How can a function generate the right index from any string? Are the indexes integers in reality too? If yes, how can the function output 1 for John Smith, 2 for Lisa Smith, etc.?
That's one of the key problems of hashmaps/dictionaries and so on. You have to choose a good hash function. A very bad but fast hash function could be the length of the keys. You instantly see, that you will get a lot of collisions (different keys, but same hash). Another bad hash function could be the ASCII value of the first character of your key. Lot's of collisions, too.
So you need a function that is a lot better than those two. You could add (xor) all ASCII values of the key characters and mix the length in for instance. In practice you often depend on the values (fields) of the object that you want to hash (same values give same hash => value type). For reference types you can mix in a memory location for instance.
In your example that's just simplified a lot. No real hash function would map these keys to sequential numbers.
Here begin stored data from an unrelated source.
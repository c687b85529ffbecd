//! Shared world state for view bootstrap BDD scenarios.

use std::sync::Arc;

use mockable::DefaultClock;
use rstest::fixture;
use taskboard::bootstrap::BootstrapError;
use taskboard::store::adapters::memory::InMemoryDocumentStore;
use taskboard::task::services::TaskService;
use taskboard::team::domain::{MemberId, Team};
use taskboard::team::repository::TeamMemberRepository;
use taskboard::team::services::TeamService;
use taskboard::view::domain::ViewCatalog;
use taskboard::view::services::{EnsureReport, ViewManager, ViewManagerError};

/// Scenario world for view bootstrap behaviour tests.
pub struct ViewWorld {
    pub store: Arc<InMemoryDocumentStore>,
    pub catalog: Arc<ViewCatalog>,
    pub tasks: TaskService<InMemoryDocumentStore, DefaultClock>,
    pub teams: TeamService<InMemoryDocumentStore>,
    pub members: TeamMemberRepository<InMemoryDocumentStore>,
    pub team: Option<Team>,
    pub member: Option<MemberId>,
    pub last_bootstrap: Option<Result<EnsureReport, BootstrapError>>,
    pub last_refresh: Option<Result<EnsureReport, ViewManagerError>>,
}

impl ViewWorld {
    /// Creates a world over an empty store.
    #[must_use]
    pub fn new() -> Self {
        let store = Arc::new(InMemoryDocumentStore::new());
        Self {
            catalog: Arc::new(ViewCatalog::standard()),
            tasks: TaskService::new(Arc::clone(&store), Arc::new(DefaultClock)),
            teams: TeamService::new(Arc::clone(&store)),
            members: TeamMemberRepository::new(Arc::clone(&store)),
            store,
            team: None,
            member: None,
            last_bootstrap: None,
            last_refresh: None,
        }
    }

    /// Returns a view manager over the world's store and catalog.
    #[must_use]
    pub fn view_manager(&self) -> ViewManager<InMemoryDocumentStore> {
        ViewManager::new(Arc::clone(&self.store), Arc::clone(&self.catalog))
    }
}

impl Default for ViewWorld {
    fn default() -> Self {
        Self::new()
    }
}

/// Fixture that creates a new scenario world.
#[fixture]
pub fn world() -> ViewWorld {
    ViewWorld::default()
}

/// Runs an async operation within sync step definitions.
pub fn run_async<T>(future: impl std::future::Future<Output = T>) -> T {
    tokio::task::block_in_place(|| tokio::runtime::Handle::current().block_on(future))
}
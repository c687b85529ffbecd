//! Team aggregate and its embedded membership list.

use super::{MemberId, Role, TeamDomainError, TeamId, deserialize_reference};
use serde::{Deserialize, Deserializer, Serialize};
use serde_json::Value;

/// Largest number of members a team may hold.
pub const MAX_MEMBERS: usize = 5;

/// Embedded membership entry: a member reference and the member's role in
/// this team.
#[derive(Debug, Clone, Copy, PartialEq, Eq, Hash, Serialize, Deserialize)]
pub struct Membership {
    /// Referenced team member.
    pub user_id: MemberId,
    /// Role annotation within the team.
    pub role: Role,
}

impl Membership {
    /// Creates a membership entry.
    #[must_use]
    pub const fn new(user_id: MemberId, role: Role) -> Self {
        Self { user_id, role }
    }
}

/// Team stored in the raw `teams` collection.
///
/// Membership entries whose `user_id` is not a UUID or whose role is unknown
/// are skipped on read; the remaining entries keep their stored order.
#[derive(Debug, Clone, PartialEq, Eq, Serialize, Deserialize)]
pub struct Team {
    #[serde(rename = "_id")]
    id: TeamId,
    name: String,
    #[serde(default, deserialize_with = "deserialize_memberships")]
    members: Vec<Membership>,
    #[serde(default, deserialize_with = "deserialize_reference")]
    project_manager: Option<MemberId>,
}

/// Input for creating a team.
#[derive(Debug, Clone, PartialEq, Eq)]
pub struct NewTeam {
    /// Team name.
    pub name: String,
    /// Initial members in display order.
    pub members: Vec<Membership>,
    /// Managing member, if any.
    pub project_manager: Option<MemberId>,
}

impl NewTeam {
    /// Creates team input with a name and no members.
    #[must_use]
    pub fn new(name: impl Into<String>) -> Self {
        Self {
            name: name.into(),
            members: Vec::new(),
            project_manager: None,
        }
    }

    /// Adds a member.
    #[must_use]
    pub fn with_member(mut self, user_id: MemberId, role: Role) -> Self {
        self.members.push(Membership::new(user_id, role));
        self
    }

    /// Sets the project manager.
    #[must_use]
    pub const fn with_project_manager(mut self, manager: MemberId) -> Self {
        self.project_manager = Some(manager);
        self
    }
}

impl Team {
    /// Creates a validated team with a fresh identity.
    ///
    /// # Errors
    ///
    /// Returns [`TeamDomainError::EmptyTeamName`] for a blank name and the
    /// membership errors of [`validate_members`].
    pub fn new(input: NewTeam) -> Result<Self, TeamDomainError> {
        let name = validate_name(&input.name)?;
        validate_members(&input.members)?;
        Ok(Self {
            id: TeamId::new(),
            name,
            members: input.members,
            project_manager: input.project_manager,
        })
    }

    /// Returns the team identifier.
    #[must_use]
    pub const fn id(&self) -> TeamId {
        self.id
    }

    /// Returns the team name.
    #[must_use]
    pub fn name(&self) -> &str {
        &self.name
    }

    /// Returns the members in stored order.
    #[must_use]
    pub fn members(&self) -> &[Membership] {
        &self.members
    }

    /// Returns the project manager reference, if any.
    #[must_use]
    pub const fn project_manager(&self) -> Option<MemberId> {
        self.project_manager
    }

    /// Returns `true` when the member is part of the team.
    #[must_use]
    pub fn has_member(&self, member: MemberId) -> bool {
        self.members.iter().any(|entry| entry.user_id == member)
    }
}

/// Partial update of a team. Unset fields are left untouched.
#[derive(Debug, Clone, Default, PartialEq, Eq, Serialize)]
pub struct TeamChanges {
    #[serde(skip_serializing_if = "Option::is_none")]
    name: Option<String>,
    #[serde(skip_serializing_if = "Option::is_none")]
    members: Option<Vec<Membership>>,
    #[serde(skip_serializing_if = "Option::is_none")]
    project_manager: Option<MemberId>,
}

impl TeamChanges {
    /// Creates an empty change set.
    #[must_use]
    pub fn new() -> Self {
        Self::default()
    }

    /// Renames the team.
    #[must_use]
    pub fn with_name(mut self, name: impl Into<String>) -> Self {
        self.name = Some(name.into());
        self
    }

    /// Replaces the member list.
    #[must_use]
    pub fn with_members(mut self, members: impl IntoIterator<Item = Membership>) -> Self {
        self.members = Some(members.into_iter().collect());
        self
    }

    /// Replaces the project manager.
    #[must_use]
    pub const fn with_project_manager(mut self, manager: MemberId) -> Self {
        self.project_manager = Some(manager);
        self
    }

    /// Returns the replacement member list, if any.
    #[must_use]
    pub fn members(&self) -> Option<&[Membership]> {
        self.members.as_deref()
    }

    /// Returns `true` when nothing would change.
    #[must_use]
    pub const fn is_empty(&self) -> bool {
        self.name.is_none() && self.members.is_none() && self.project_manager.is_none()
    }

    /// Checks the same rules as [`Team::new`] for the fields being set and
    /// normalizes the name.
    ///
    /// # Errors
    ///
    /// Returns the first [`TeamDomainError`] found.
    pub fn validated(mut self) -> Result<Self, TeamDomainError> {
        if let Some(name) = self.name.as_deref() {
            self.name = Some(validate_name(name)?);
        }
        if let Some(members) = self.members.as_deref() {
            validate_members(members)?;
        }
        Ok(self)
    }
}

fn deserialize_memberships<'de, D>(deserializer: D) -> Result<Vec<Membership>, D::Error>
where
    D: Deserializer<'de>,
{
    let raw = Option::<Value>::deserialize(deserializer)?;
    let Some(Value::Array(items)) = raw else {
        return Ok(Vec::new());
    };
    Ok(items
        .into_iter()
        .filter_map(|item| serde_json::from_value(item).ok())
        .collect())
}

fn validate_name(name: &str) -> Result<String, TeamDomainError> {
    let trimmed = name.trim();
    if trimmed.is_empty() {
        return Err(TeamDomainError::EmptyTeamName);
    }
    Ok(trimmed.to_owned())
}

/// Checks the member cap and rejects duplicate member references.
///
/// # Errors
///
/// Returns [`TeamDomainError::TooManyMembers`] above [`MAX_MEMBERS`] and
/// [`TeamDomainError::DuplicateMember`] when a member appears twice.
pub fn validate_members(members: &[Membership]) -> Result<(), TeamDomainError> {
    if members.len() > MAX_MEMBERS {
        return Err(TeamDomainError::TooManyMembers {
            count: members.len(),
            max: MAX_MEMBERS,
        });
    }
    for (index, entry) in members.iter().enumerate() {
        if members
            .iter()
            .take(index)
            .any(|earlier| earlier.user_id == entry.user_id)
        {
            return Err(TeamDomainError::DuplicateMember(entry.user_id));
        }
    }
    Ok(())
}
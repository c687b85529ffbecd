//! Given steps for view bootstrap BDD scenarios.

use super::world::{ViewWorld, run_async};
use eyre::WrapErr;
use rstest_bdd_macros::given;
use std::sync::Arc;
use taskboard::bootstrap::bootstrap;
use taskboard::task::domain::NewTask;
use taskboard::store::ports::DocumentStore;
use taskboard::team::domain::{NewTeam, NewTeamMember, Role, Team, TeamMember};

#[given("an empty document store")]
fn empty_store(world: &mut ViewWorld) -> Result<(), eyre::Report> {
    let listed = run_async(world.store.list_collections()).wrap_err("list namespaces")?;
    if !listed.is_empty() {
        return Err(eyre::eyre!("expected an empty store, found {listed:?}"));
    }
    Ok(())
}

#[given("a bootstrapped document store")]
fn bootstrapped_store(world: &mut ViewWorld) -> Result<(), eyre::Report> {
    run_async(bootstrap(
        Arc::clone(&world.store),
        Arc::clone(&world.catalog),
    ))
    .wrap_err("bootstrap the document store")?;
    Ok(())
}

#[given(r#"a team "{team}" with member "{member}""#)]
fn team_with_member(world: &mut ViewWorld, team: String, member: String) -> Result<(), eyre::Report> {
    let email = format!("{}@example.com", member.to_ascii_lowercase());
    let account = TeamMember::new(NewTeamMember::new(member, email, Role::Developer, "hash"))
        .wrap_err("construct member")?;
    let member_id = run_async(world.members.create(&account)).wrap_err("store member")?;
    let created = run_async(
        world
            .teams
            .create(NewTeam::new(team).with_member(member_id, Role::Developer)),
    )
    .wrap_err("create team")?;

    world.member = Some(member_id);
    world.team = Some(created);
    Ok(())
}

#[given(r#"a task "{title}" assigned to the member in the team"#)]
fn task_in_team(world: &mut ViewWorld, title: String) -> Result<(), eyre::Report> {
    let member = world
        .member
        .ok_or_else(|| eyre::eyre!("missing member in scenario world"))?;
    let team = world
        .team
        .as_ref()
        .map(Team::id)
        .ok_or_else(|| eyre::eyre!("missing team in scenario world"))?;
    run_async(
        world
            .tasks
            .create(NewTask::new(title).with_assignee(member).with_team(team)),
    )
    .wrap_err("create joined task")?;
    Ok(())
}

#[given(r#"a task "{title}" assigned to the member without a team"#)]
fn task_without_team(world: &mut ViewWorld, title: String) -> Result<(), eyre::Report> {
    let member = world
        .member
        .ok_or_else(|| eyre::eyre!("missing member in scenario world"))?;
    run_async(world.tasks.create(NewTask::new(title).with_assignee(member)))
        .wrap_err("create orphan task")?;
    Ok(())
}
Maybe you want to read one of my previous answers to hashmaps
A simple hash function may be as follows:
$hash = $string[0] % HASH_TABLE_SIZE;
This function will return a number between 0 and HASH_TABLE_SIZE - 1, depending on the first letter of the string. This number can be used to go to the correct position in the hash table.
A real hash function will consider all letters in a string, and it will be designed so that there is an even spread among the buckets.
The hash function most often (but not necessarily always) outputs an integer within wanted range (often parameter to the hash function). This integer can be used as an index. Notice that hash function cannot be guaranteed to always produce unique result when given different data to hash. This is called hash collision and hash algorithm must always handle it in some way.
As for your specific question, how a string becomes a number. Any string is composed of characters (J, o, h, n ...) and characters can be interpreted as numbers (in computers). ASCII and UTF standards bind certain values to certain characters, so result is deterministic and always the same on all computers. So the hash function does operation on these characters that processes them as numbers and comes up with another number (output). You could for example simply sum all the values and use modulo operation to range-limit the resulting value.
This would be quite a horrible hashing function because for example "ab" and "ba" would get same result. Design of hash function is difficult and so one should use some ready-made algorithm unless situation dictates some other solution.
There's a really good article on how hash functions (and colision detection/resolution) on MSDN:
Part 2: The Queue, Stack, and Hashtable
You can skip down to the header Compressing Ordinal Indexing with a Hash Function
There are some bits and pieces that are .NET specific (when they talk about which Hash algorithm .NET uses by default) but for the most part it is language agnostic.
All that is required of a hash function is that it returns the same integer given the same key. Technically, a hash function that always returns '1' is not incorrect.